**Exercise directions**:
Look through the lines below for the word "Result", and copy every line that has it.

**Information supplied**:
------------------------------------------------------------

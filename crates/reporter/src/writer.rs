use crate::error::ReportError;
use crate::render::{render_statistics, render_streaks};
use analytics::{RankedStreaks, TradeStatistics};
use std::fs;
use std::path::{Path, PathBuf};
use tracing::info;

/// Writes the statistics and streak reports to their configured paths.
#[derive(Debug, Clone)]
pub struct ReportWriter {
    statistics_path: PathBuf,
    streaks_path: PathBuf,
}

impl ReportWriter {
    pub fn new(statistics_path: impl Into<PathBuf>, streaks_path: impl Into<PathBuf>) -> Self {
        Self {
            statistics_path: statistics_path.into(),
            streaks_path: streaks_path.into(),
        }
    }

    pub fn write_statistics(&self, stats: &TradeStatistics) -> Result<(), ReportError> {
        write_text(&self.statistics_path, &render_statistics(stats))?;
        info!(path = %self.statistics_path.display(), "wrote statistics report");
        Ok(())
    }

    pub fn write_streaks(&self, ranked: &RankedStreaks<'_>, requested: i64) -> Result<(), ReportError> {
        write_text(&self.streaks_path, &render_streaks(ranked, requested))?;
        info!(
            path = %self.streaks_path.display(),
            winning = ranked.winning.len(),
            losing = ranked.losing.len(),
            "wrote streak report"
        );
        Ok(())
    }
}

fn write_text(path: &Path, contents: &str) -> Result<(), ReportError> {
    let io_err = |source| ReportError::Io {
        path: path.to_path_buf(),
        source,
    };

    if let Some(parent) = path.parent().filter(|p| !p.as_os_str().is_empty()) {
        fs::create_dir_all(parent).map_err(io_err)?;
    }
    fs::write(path, contents).map_err(io_err)
}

------------------------------------------------------------

**Exercise answer**:
    pub fn write_statistics(&self, stats: &TradeStatistics) -> Result<(), ReportError> {
    pub fn write_streaks(&self, ranked: &RankedStreaks<'_>, requested: i64) -> Result<(), ReportError> {
fn write_text(path: &Path, contents: &str) -> Result<(), ReportError> {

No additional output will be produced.